Keywords: Methanobacterium thermoautotrophicum ; Acetate thiokinase ; Acetate kinase ; Phosphotransacetylase ; Succinate thiokinase ; Adenylate kinase ; Inorganic pyrophosphatase ; Acetate assimilation ; Autotrophic CO2 fixation ; P1, P5-di (adenosine-5) pentaphosphate

Source: Springer Online Journal Archives 1860-2000

Topics: Biology

Notes: Abstract Methanobacterium thermoautotrophicum growing on H2 plus CO2 as sole carbon and energy source was found to contain acetate thiokinase (Acetyl CoA synthetase; EC 6.2.1.1): Acetate+ATP+CoA → Acetyl CoA+AMP+PPi. The apparent K m value for acetate was 40 μM. Acetate kinase (EC 2.7.2.1) and phosphotransacetylase (EC 2.3.1.8) could not be detected.
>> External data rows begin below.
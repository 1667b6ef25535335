use nom::bytes::complete::take;
use nom::number::complete::{le_u16, le_u32, le_u8};
use nom::IResult;
use serde::Serialize;

use common::err::TbrResult;

use crate::events::checksum_type::ChecksumType;
use crate::events::event_header::Header;
use crate::utils::{extract_string, finish};

/// Length of the fixed server version field.
const SERVER_VERSION_LEN: usize = 50;

/// First event of every binlog file, describing how to read the rest.
///
/// Payload: binlog_version u16, server version as a 50 byte NUL padded
/// string, created u32, common header length u8, then one post-header
/// length byte per known event type. Servers from 5.6.1 on append a
/// checksum algorithm byte and the event's own CRC32 as the last five
/// bytes; that is where a checksummed stream announces itself.
#[derive(Debug, Serialize, PartialEq, Eq, Clone)]
pub struct FormatDescriptionEvent {
    pub header: Header,

    pub binlog_version: u16,

    pub server_version: String,

    pub created: u32,

    pub common_header_len: u8,

    pub post_header_lens: Vec<u8>,

    /// Checksum algorithm announced for this file, when present.
    pub checksum: Option<ChecksumType>,
}

impl FormatDescriptionEvent {
    pub fn parse(payload: &[u8], header: &Header) -> TbrResult<FormatDescriptionEvent> {
        finish(parse_inner(payload, header), "format description event")
    }
}

fn parse_inner<'a>(input: &'a [u8], header: &Header) -> IResult<&'a [u8], FormatDescriptionEvent> {
    let (i, binlog_version) = le_u16(input)?;
    let (i, version_raw) = take(SERVER_VERSION_LEN)(i)?;
    let (i, created) = le_u32(i)?;
    let (i, common_header_len) = le_u8(i)?;

    // The remainder is the post-header length table, possibly followed
    // by checksum_alg u8 + crc u32. Algorithm bytes are 0 (off) or 1
    // (CRC32); post-header lengths of real events are all larger.
    let (i, rest) = take(i.len())(i)?;
    let (post_header_lens, checksum) = if rest.len() >= 5 && rest[rest.len() - 5] <= 1 {
        let alg = ChecksumType::from_code(rest[rest.len() - 5]);
        (rest[..rest.len() - 5].to_vec(), Some(alg))
    } else {
        (rest.to_vec(), None)
    };

    Ok((
        i,
        FormatDescriptionEvent {
            header: header.clone(),
            binlog_version,
            server_version: extract_string(version_raw),
            created,
            common_header_len,
            post_header_lens,
            checksum,
        },
    ))
}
The specific activity of acetate thiokinase was high in cells grown with limited H2 and CO2 supply (approximately 100nmol/min · mg protein), it was low in exponentially grown cells (2 nmol/min·mg protein). This corresponded with the finding that cells growing linearly in the presence of acetate assimilated the monocarboxylic acid in high amounts (〉10% of the cell carbon was derived from acetate), whereas exponentially growing cells did not (〈1% of cell carbon was derived from acetate). These latter observations indicated that acetate thiokinase and free acetate are not involved in autotrophic CO2 fixation in M. thermoautotrophicum. The presence and some kinetic properties of succinate thiokinase (EC 6.2.1.5), adenylate kinase (EC 2.7.4.3), and inorganic pyrophosphatase (EC 3.6.1.1.) are also described.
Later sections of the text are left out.